6

I have got a problem with printing out a unicode symbol in the windows console.

Here's the java code that prints out the unicode symbol value;

System.out.print("\u22A2 ");

The problem doesn't exist when I run the program in Eclipse with encoding settings as UTF-8, however when it comes to windows console the symbol gets replaced by a question mark.

The following was done to try overcome this problem, with no success;

  • Change the font of windows console to Lucida Console.

  • Every time I run windows console I will change the encoding settings, i.e. with the use of chcp 65001

An extra step I've tried a few times was running the java file with an argument, i.e. java -Dfile.encoding=UTF-8 Filter (where "Filter" is name of the class)

Erwin Bolwidt
  • 30,799
  • 15
  • 56
  • 79
Adrian
  • 215
  • 1
  • 6
  • 14
  • are you sure the console's running in unicode? could be win-1252 or something. – Marc B Dec 04 '13 at 21:28
  • 1
    I'm guessing you've already read this. http://stackoverflow.com/questions/8669056/unicode-input-in-a-console-application-in-java – Georgian Dec 04 '13 at 21:30
  • I've got no idea of how would I check it, I've seen a screenshot of somebody's console where in his Options he would have information about what encoding he uses, however mine does not show it. – Adrian Dec 04 '13 at 21:31
  • @GGrec nope I didn't since it's to do with input, I didn't came across it – Adrian Dec 04 '13 at 21:38
  • 1
    The MS C runtime doesn't support UTF-8; even if you chcp to 65001 in the console you will likely hit app-breaking bugs. There is no reliable way to get Unicode stdout to the Windows console. If you absolutely must, there is the Win32 API `WriteConsoleW`, but it obviously only works on Windows, it needs careful handling of detecting whether you're actually talking to the Windows console, some other console, or a file or pipe, and you can't call it in pure Java (you need [JNA](http://illegalargumentexception.blogspot.co.uk/2009/04/java-unicode-on-windows-command-line.html)). – bobince Dec 08 '13 at 13:43

3 Answers3

9

By default, the code-page using in the CMD of Windows is 437. You can test by run this command in the prompt:

C:\>chcp
Active code page: 437

And, this code-page prevent you from showing Unicode characters properly! You have to change code page to 65001 AND using -Dfile.encoding=UTF-8 for that purpose.

C:\>chcp 65001
Active code page: 65001
C:\>java -jar -Dfile.encoding=UTF-8 path/to/your/runnable/jar
spider
  • 91
  • 1
  • 1
6

In additions to the steps you have taken, you also need a PrintStream/PrintWriter that encodes the printed characters to UTF-8.

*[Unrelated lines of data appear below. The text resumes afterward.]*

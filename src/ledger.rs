//! Dedup ledger: identities already processed, per account and category
//!
//! The persisted form is the `{account}_latest_cache_store` JSON document:
//!
//! ```json
//! { "alice": { "images": { "1561234567": "06-22-2019" }, "collection": {}, "journal": {}, "profile": {} } }
//! ```
//!
//! A ledger is either enabled (shared, mutex-guarded map) or disabled, in which
//! case nothing is ever "seen" and marking does nothing. Cloning a ledger shares
//! the same underlying map, so every harvester worker sees every other worker's marks.

use crate::error::{Error, Result};
use crate::types::{Category, ItemId};
use std::collections::BTreeMap;
use std::path::{Path, PathBuf};
use std::sync::{Arc, Mutex, MutexGuard};

/// `account → category → identity → first-seen date`
pub type LedgerData = BTreeMap<String, BTreeMap<String, BTreeMap<String, String>>>;

/// Date format of first-seen stamps
const DATE_FORMAT: &str = "%m-%d-%Y";

/// Shared record of identities that are on disk or being downloaded
#[derive(Clone, Debug, Default)]
pub struct DedupLedger {
    inner: Option<Arc<Mutex<LedgerData>>>,
}

impl DedupLedger {
    /// An enabled, empty ledger
    pub fn new() -> Self {
        Self::from_data(LedgerData::new())
    }

    /// A ledger that remembers nothing; the on-disk check is the only dedup guard
    pub fn disabled() -> Self {
        Self { inner: None }
    }

    /// An enabled ledger seeded with previously persisted data
    pub fn from_data(data: LedgerData) -> Self {
        Self {
            inner: Some(Arc::new(Mutex::new(data))),
        }
    }

    /// Load a ledger from `path`
    ///
    /// A missing file yields an empty ledger. A file that cannot be parsed is
    /// logged and also yields an empty ledger, so a damaged store never blocks a run.
    pub async fn load(path: &Path) -> Result<Self> {
        let raw = match tokio::fs::read(path).await {
            Ok(raw) => raw,
            Err(e) if e.kind() == std::io::ErrorKind::NotFound => {
                tracing::debug!(path = %path.display(), "No ledger file, starting empty");
                return Ok(Self::new());
            }
            Err(e) => return Err(Error::filesystem(path, e)),
        };

        match serde_json::from_slice::<LedgerData>(&raw) {
            Ok(data) => {
                tracing::info!(
                    path = %path.display(),
                    accounts = data.len(),
                    "Loaded dedup ledger"
                );
                Ok(Self::from_data(data))
            }
            Err(e) => {
                tracing::warn!(
                    path = %path.display(),
                    error = %e,
                    "Ledger file is not valid JSON, starting empty"
                );
                Ok(Self::new())
            }
        }
    }

    /// Open the ledger for `account` as configured: loaded from
    /// `{state_dir}/{account}_latest_cache_store` when enabled, disabled otherwise
    pub async fn open(state_dir: &Path, account: &str, enabled: bool) -> Result<Self> {
        if enabled {
            Self::load(&ledger_path(state_dir, account)).await
        } else {
            Ok(Self::disabled())
        }
    }

    /// Whether this ledger records anything
    pub fn is_enabled(&self) -> bool {
        self.inner.is_some()
    }

    /// Make sure `account` has a (possibly empty) map for every category
    pub fn open_account(&self, account: &str) {
        if let Some(mut data) = self.lock() {
            let categories = data.entry(account.to_string()).or_default();
            for category in Category::ALL {
                categories.entry(category.as_str().to_string()).or_default();
            }
        }
    }

    /// Whether `id` was already recorded for (account, category)
    pub fn seen(&self, account: &str, category: Category, id: &ItemId) -> bool {
        self.lock().is_some_and(|data| {
            data.get(account)
                .and_then(|categories| categories.get(category.as_str()))
                .is_some_and(|ids| ids.contains_key(id.as_str()))
        })
    }

    /// Record `id` for (account, category) with the given first-seen date
    ///
    /// An existing entry keeps its original date.
    pub fn mark(&self, account: &str, category: Category, id: &ItemId, date: &str) {
        if let Some(mut data) = self.lock() {
            Self::insert(&mut data, account, category, id, date);
        }
    }

    /// Atomically check and record `id`; returns `true` if it was already present
    ///
    /// Two workers racing on the same identity get exactly one `false`.
    pub fn check_and_mark(&self, account: &str, category: Category, id: &ItemId) -> bool {
        let Some(mut data) = self.lock() else {
            return false;
        };
        let today = today();
        !Self::insert(&mut data, account, category, id, &today)
    }

    /// Forget `id` for (account, category) so a later run harvests it again
    ///
    /// Used for items that were admitted but never reached the disk.
    pub fn unmark(&self, account: &str, category: Category, id: &ItemId) {
        if let Some(mut data) = self.lock()
            && let Some(ids) = data
                .get_mut(account)
                .and_then(|categories| categories.get_mut(category.as_str()))
        {
            ids.remove(id.as_str());
        }
    }

    /// Number of identities recorded for (account, category)
    pub fn len(&self, account: &str, category: Category) -> usize {
        self.lock()
            .and_then(|data| {
                data.get(account)
                    .and_then(|categories| categories.get(category.as_str()))
                    .map(BTreeMap::len)
            })
            .unwrap_or(0)
    }

    /// Snapshot of the persisted form (empty for a disabled ledger)
    pub fn flush(&self) -> LedgerData {
        self.lock().map(|data| data.clone()).unwrap_or_default()
    }

    /// Write the ledger to `path` as pretty JSON (temp file + rename)
    ///
    /// A disabled ledger writes nothing.
    pub async fn save(&self, path: &Path) -> Result<()> {
        if !self.is_enabled() {
            return Ok(());
        }
        let json = serde_json::to_vec_pretty(&self.flush())?;
        crate::utils::write_atomic(path, &json).await?;
        tracing::debug!(path = %path.display(), "Saved dedup ledger");
        Ok(())
    }

    /// Returns `true` if the entry was newly inserted
    fn insert(
        data: &mut LedgerData,
        account: &str,
        category: Category,
        id: &ItemId,
        date: &str,
    ) -> bool {
        let ids = data
            .entry(account.to_string())
            .or_default()
            .entry(category.as_str().to_string())
            .or_default();
        if ids.contains_key(id.as_str()) {
            return false;
        }
        ids.insert(id.as_str().to_string(), date.to_string());
        true
    }

    fn lock(&self) -> Option<MutexGuard<'_, LedgerData>> {
        // A panicked worker cannot leave the map half-updated: every mutation is a
        // single insert or remove
        self.inner
            .as_ref()
            .map(|inner| inner.lock().unwrap_or_else(|poisoned| poisoned.into_inner()))
    }
}

/// `{state_dir}/{account}_latest_cache_store`
pub fn ledger_path(state_dir: &Path, account: &str) -> PathBuf {
    state_dir.join(format!("{account}_latest_cache_store"))
}

/// Today's date in ledger format
pub fn today() -> String {
    chrono::Local::now().format(DATE_FORMAT).to_string()
}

Unfortunately, Java designers have chosen to open the standard streams with the so called "default" encoding, which is almost always unusable*) under Windows. Hence, using System.out and System.err naively will make your program output appear differently, depending on where you run it. This is straight against the goal: compile once, run anywhere.

*) It will be some non standard "code page" nobody except Microsoft recognizes on this planet. And AFAIK, if for example you have a German keyboard and a "German" OEM Windows and you want to have date and time in your home time zone, there is just no way to say: But I want UTF-8 input/output in my CMD window. This is one reason why I have my dual Ubuntu booted most of the time, where it goes without saying that the terminal does UTF-8.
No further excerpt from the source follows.